Samuel P. Huntington is the foremost proponent of the Clash of the Civilisations thesis. One of his central themes revolve around the inherent conflict between the Western and Islamic worlds, grounded on the antipodal values of the two dominant religions.

One synoptic leitmotiv of this work is Barry Buzan’s vision of a civilisational cold war emerging between "the West and Islam" which has its roots in the "historical rivalry between Christianity and Islam…jealousy of Western power," and "the invidious comparison between the accomplishments of Islamic and Western civilisation in the last two centuries."

Another salient point is that the "sources of conflict between states from different civilisations are, in large measure, those which have always generated conflict between groups: control of people, territory, wealth and resources, and (the) relative power to impose one’s own values, culture and institutions on another group as compared to that group’s ability to the reverse."

While Huntington’s work certainly does resonate within a limited paradigm, we shall see if it can be readily extrapolated to the larger international arena.

First of all, is there clash between Islam and Christianity? It certainly does exist in the Weltanschauung of the former domain, as any long-time resident of an Islamic nation can testify. Islamic texts, vitriolic sermons from mosques and the call to "resist" (a term made as deliberately nebulous as the word Jihad) infidels are almost a routine fare all across the Muslim world. And it gains impetus with any new attack – real or otherwise – against an Islamic nation.
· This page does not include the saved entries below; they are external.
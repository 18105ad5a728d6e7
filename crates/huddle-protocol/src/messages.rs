use serde::{Deserialize, Serialize};
use serde_json::Value;

use crate::types::{Attributes, PeerInfo, PublishedStream, RoomInfo};

/// Close code the server uses when it removes a client on purpose.
/// A connection closed with this code is never retried.
pub const REMOVED_BY_SERVER_CLOSE_CODE: u16 = 4000;

/// Frames sent from client to server
#[derive(Debug, Clone, Serialize, Deserialize, PartialEq)]
#[serde(untagged)]
pub enum OutboundFrame {
    /// Request expecting exactly one correlated response
    Command { id: u64, event: String, data: Value },

    /// Fire-and-forget event
    Event { event: String, data: Value },
}

/// Frames sent from server to client
#[derive(Debug, Clone, Serialize, Deserialize, PartialEq)]
#[serde(untagged)]
pub enum InboundFrame {
    /// A command was rejected
    Failure { id: u64, error: ErrorBody },

    /// A command succeeded
    Response {
        id: u64,
        #[serde(default)]
        data: Value,
    },

    /// Server-initiated notification
    Notification {
        event: String,
        #[serde(default)]
        data: Value,
    },
}

impl InboundFrame {
    pub fn parse(text: &str) -> Result<Self, serde_json::Error> {
        serde_json::from_str(text)
    }
}

/// Error payload of a rejected command
#[derive(Debug, Clone, Serialize, Deserialize, PartialEq)]
pub struct ErrorBody {
    #[serde(default)]
    pub code: i32,
    #[serde(default)]
    pub message: String,
}

/// Transactional commands
#[derive(Debug, Clone, Copy, PartialEq, Eq, Hash)]
pub enum CommandKind {
    Join,
    Leave,
    Publish,
    Unpublish,
    Subscribe,
    Unsubscribe,
}

impl CommandKind {
    pub fn as_str(&self) -> &'static str {
        match self {
            CommandKind::Join => "join",
            CommandKind::Leave => "leave",
            CommandKind::Publish => "publish",
            CommandKind::Unpublish => "unpublish",
            CommandKind::Subscribe => "subscribe",
            CommandKind::Unsubscribe => "unsubscribe",
        }
    }
}

impl std::fmt::Display for CommandKind {
    fn fmt(&self, f: &mut std::fmt::Formatter<'_>) -> std::fmt::Result {
        f.write_str(self.as_str())
    }
}

/// Fire-and-forget events sent by the client
#[derive(Debug, Clone, Copy, PartialEq, Eq)]
pub enum ClientEvent {
    Configure,
    Attributes,
    Message,
}

impl ClientEvent {
    pub fn as_str(&self) -> &'static str {
        match self {
            ClientEvent::Configure => "configure",
            ClientEvent::Attributes => "attributes",
            ClientEvent::Message => "message",
        }
    }
}

#[derive(Debug, Clone, Serialize, Deserialize, PartialEq)]
pub struct JoinRequest {
    pub appkey: String,
    pub room: String,
    pub user: String,
    pub token: String,
    /// Legacy SDP semantics flag
    #[serde(default)]
    pub planb: bool,
    #[serde(default, skip_serializing_if = "Option::is_none")]
    pub sdp: Option<String>,
}

#[derive(Debug, Clone, Default, Serialize, Deserialize, PartialEq)]
pub struct JoinResponse {
    #[serde(default)]
    pub room: RoomInfo,
    #[serde(default, skip_serializing_if = "Option::is_none")]
    pub sdp: Option<String>,
}

#[derive(Debug, Clone, Serialize, Deserialize, PartialEq)]
#[serde(rename_all = "camelCase")]
pub struct PublishStream {
    pub stream_id: String,
    #[serde(default, skip_serializing_if = "Option::is_none")]
    pub bitrate: Option<u32>,
    #[serde(default)]
    pub attributes: Attributes,
}

#[derive(Debug, Clone, Serialize, Deserialize, PartialEq)]
pub struct PublishRequest {
    pub sdp: String,
    pub stream: PublishStream,
}

#[derive(Debug, Clone, Serialize, Deserialize, PartialEq)]
pub struct SdpResponse {
    pub sdp: String,
}

#[derive(Debug, Clone, Serialize, Deserialize, PartialEq)]
#[serde(rename_all = "camelCase")]
pub struct UnpublishRequest {
    pub stream_id: String,
}

#[derive(Debug, Clone, Serialize, Deserialize, PartialEq)]
#[serde(rename_all = "camelCase")]
pub struct SubscribeStream {
    pub publisher_id: String,
}

#[derive(Debug, Clone, Serialize, Deserialize, PartialEq)]
pub struct SubscribeRequest {
    pub sdp: String,
    pub stream: SubscribeStream,
}

#[derive(Debug, Clone, Default, Serialize, Deserialize, PartialEq)]
#[serde(rename_all = "camelCase")]
pub struct SubscribedStream {
    #[serde(default, skip_serializing_if = "Option::is_none")]
    pub subscriber_id: Option<String>,
    #[serde(default)]
    pub attributes: Attributes,
}

#[derive(Debug, Clone, Serialize, Deserialize, PartialEq)]
pub struct SubscribeResponse {
    pub sdp: String,
    #[serde(default)]
    pub stream: SubscribedStream,
}

#[derive(Debug, Clone, Serialize, Deserialize, PartialEq)]
#[serde(rename_all = "camelCase")]
pub struct UnsubscribeRequest {
    pub publisher_stream_id: String,
    pub subscriber_stream_id: String,
}

/// Mute state change, in both directions.
/// Exactly one of `audio`/`video` is set to `true` to select the track.
#[derive(Debug, Clone, Serialize, Deserialize, PartialEq)]
#[serde(rename_all = "camelCase")]
pub struct Configure {
    #[serde(alias = "msid")]
    pub stream_id: String,
    #[serde(default, skip_serializing_if = "Option::is_none")]
    pub audio: Option<bool>,
    #[serde(default, skip_serializing_if = "Option::is_none")]
    pub video: Option<bool>,
    pub muting: bool,
}

impl Configure {
    pub fn audio(stream_id: impl Into<String>, muting: bool) -> Self {
        Self {
            stream_id: stream_id.into(),
            audio: Some(true),
            video: None,
            muting,
        }
    }

    pub fn video(stream_id: impl Into<String>, muting: bool) -> Self {
        Self {
            stream_id: stream_id.into(),
            audio: None,
            video: Some(true),
            muting,
        }
    }
}

#[derive(Debug, Clone, Serialize, Deserialize, PartialEq)]
#[serde(rename_all = "camelCase")]
pub struct AttributesUpdate {
    #[serde(alias = "msid")]
    pub stream_id: String,
    #[serde(default)]
    pub attributes: Attributes,
}

#[derive(Debug, Clone, Serialize, Deserialize, PartialEq)]
#[serde(rename_all = "camelCase")]
pub struct AudioLevel {
    #[serde(alias = "msid")]
    pub stream_id: String,
    #[serde(alias = "audioLevel")]
    pub level: f32,
}

#[derive(Debug, Clone, Serialize, Deserialize, PartialEq)]
struct PeerPayload {
    peer: PeerInfo,
}

#[derive(Debug, Clone, Serialize, Deserialize, PartialEq)]
struct StreamPayload {
    peer: PeerInfo,
    stream: PublishedStream,
}

#[derive(Debug, Clone, Serialize, Deserialize, PartialEq)]
#[serde(rename_all = "camelCase")]
struct AudioLevelsPayload {
    #[serde(default, alias = "audioLevels")]
    levels: Vec<AudioLevel>,
}

/// Typed server notifications
#[derive(Debug, Clone, PartialEq)]
pub enum ServerNotification {
    PeerConnected(PeerInfo),
    PeerUpdated(PeerInfo),
    PeerRemoved(PeerInfo),
    StreamPublished { peer: PeerInfo, stream: PublishedStream },
    StreamUnpublished { peer: PeerInfo, stream: PublishedStream },
    Configure(Configure),
    Attributes(AttributesUpdate),
    AudioLevels(Vec<AudioLevel>),
    /// Opaque application payload
    Message(Value),
    /// Event name this client does not understand
    Unknown { event: String, data: Value },
}

impl ServerNotification {
    /// Decode the `data` of a notification frame according to its event name
    pub fn decode(event: &str, data: Value) -> Result<Self, serde_json::Error> {
        let notification = match event {
            "peerconnected" => {
                ServerNotification::PeerConnected(serde_json::from_value::<PeerPayload>(data)?.peer)
            }
            "peerupdated" => {
                ServerNotification::PeerUpdated(serde_json::from_value::<PeerPayload>(data)?.peer)
            }
            "peerremoved" => {
                ServerNotification::PeerRemoved(serde_json::from_value::<PeerPayload>(data)?.peer)
            }
            "streampublished" => {
                let payload: StreamPayload = serde_json::from_value(data)?;
                ServerNotification::StreamPublished {
                    peer: payload.peer,
                    stream: payload.stream,
                }
            }
            "streamunpublished" => {
                let payload: StreamPayload = serde_json::from_value(data)?;
                ServerNotification::StreamUnpublished {
                    peer: payload.peer,
                    stream: payload.stream,
                }
            }
            "configure" => ServerNotification::Configure(serde_json::from_value(data)?),
            "attributes" => ServerNotification::Attributes(serde_json::from_value(data)?),
            "audiolevels" => ServerNotification::AudioLevels(
                serde_json::from_value::<AudioLevelsPayload>(data)?.levels,
            ),
            "message" => ServerNotification::Message(data),
            other => ServerNotification::Unknown {
                event: other.to_string(),
                data,
            },
        };
        Ok(notification)
    }
}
The most recent test of this "clash" thesis is Iraq, where The US had contemptuously dismissed virtually every rule in International Relations and performed callisthenics on the crude power-based concept of Realism. But as ex-foes Saddam and the imams suddenly found common ground to resist the infidel armies (actually just two besides Aussie hangers-on), one should again analyse whether this is really a clash between antipathetic cultural/religious systems. The events in Iraq throw the first clue while this essay works counter-chronologically.

The US army did pulverise Iraq’s sinews of sustenance right from its decades-long sanctions to the coup de grace in recent weeks. The Islamic phobia of bible-toting missionaries towing closely behind the huge "waves of steel" –cheer led by Reverend Franklin Graham and his Samaritan Purse – have yet to materialise. It is reminiscent of the countless rumours like it that date from the Crusades right through to the colonial era and the present day. Islamists seldom realise that Jesus Christ can be sacrificed, yet again, for nobler pursuits like oil. The American conduct, so far, throws another clue to debunk Huntington’s thesis.
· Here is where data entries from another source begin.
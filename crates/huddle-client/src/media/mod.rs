pub mod devices;
pub mod peer;
pub mod rtc;
pub mod stream;

pub use devices::{MediaConstraints, MediaDevices, MediaSource};
pub use peer::{
    OfferOptions, PeerConfig, PeerConnection, PeerConnectionFactory, RemoteTrack, SenderId,
    TrackHandler,
};
pub use rtc::{RtcPeerConnection, RtcPeerFactory};
pub use stream::{LocalStream, MediaTrack};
After Iraqi ministries, secret bunkers, palaces and essential infrastructure were blown to bits; victorious US soldiers took a deserved break to turn into voyeurs as a suddenly "emancipated" society disintegrated.
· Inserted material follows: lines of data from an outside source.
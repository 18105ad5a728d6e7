use async_trait::async_trait;
use huddle_protocol::MediaKind;
use std::sync::Arc;
use tokio::sync::Mutex;

use super::stream::MediaTrack;
use crate::error::{EngineError, Result};

/// What to capture
#[derive(Debug, Clone, Default, PartialEq, Eq)]
pub struct MediaConstraints {
    pub audio: bool,
    pub video: bool,
    pub audio_device: Option<String>,
    pub video_device: Option<String>,
}

impl MediaConstraints {
    pub fn audio_video() -> Self {
        Self {
            audio: true,
            video: true,
            ..Default::default()
        }
    }

    pub fn only(kind: MediaKind, device: Option<String>) -> Self {
        match kind {
            MediaKind::Audio => Self {
                audio: true,
                audio_device: device,
                ..Default::default()
            },
            MediaKind::Video => Self {
                video: true,
                video_device: device,
                ..Default::default()
            },
        }
    }
}

/// A capture backend producing local tracks
#[async_trait]
pub trait MediaSource: Send + Sync {
    async fn acquire(&self, constraints: &MediaConstraints) -> Result<Vec<MediaTrack>>;
}

/// Serializes device acquisition: one capture request at a time
pub struct MediaDevices {
    source: Arc<dyn MediaSource>,
    acquiring: Mutex<()>,
}

impl MediaDevices {
    pub fn new(source: Arc<dyn MediaSource>) -> Self {
        Self {
            source,
            acquiring: Mutex::new(()),
        }
    }

    /// Acquire tracks for `constraints`
    pub async fn acquire(&self, constraints: &MediaConstraints) -> Result<Vec<MediaTrack>> {
        if !constraints.audio && !constraints.video {
            return Err(EngineError::InvalidArgument(
                "nothing to acquire: audio and video both disabled".to_string(),
            ));
        }

        let _guard = self.acquiring.lock().await;
        tracing::debug!("Acquiring media: {:?}", constraints);
        let tracks = self.source.acquire(constraints).await?;
        tracing::debug!("Acquired {} track(s)", tracks.len());
        Ok(tracks)
    }

    /// Acquire one track of `kind`, e.g. after an input device change
    pub async fn acquire_track(&self, kind: MediaKind, device: Option<String>) -> Result<MediaTrack> {
        self.acquire(&MediaConstraints::only(kind, device))
            .await?
            .into_iter()
            .find(|track| track.kind == kind)
            .ok_or_else(|| EngineError::Media(format!("no {} track was produced", kind)))
    }
}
Looters, and perplexingly arsonists, ran amok, ripping apart the fabric of their once proud society. Where were the liberators when one of the greatest repositories of human history were smashed and looted in the centre of Baghdad?

Islamists should note that the "Christian army" didn’t seem to care for those priceless earthen pots that the Patriarch Abraham may have once used, not to mention other artefacts that may have had a propinquity of sorts to biblical figures like Daniel, Nebudchadnezzar and a host of others who had left behind a rich heritage for the world, including the West, all by the Rivers of Babylon.

Biblical-related treasures were treated as if they were spurious objets d’art, while the uglier Oil Ministry, oil fields and the Interior Ministry were treated as the Sacred Cows. (The last one actually is no surprise).

The nexus of US politicians, media, and super evangelists who churned out the farcical jingoistic slogans of WMD’s, terrorism and Axis of Evil ad nauseum were rather silent over the destruction of these priceless umbilical chords to our past.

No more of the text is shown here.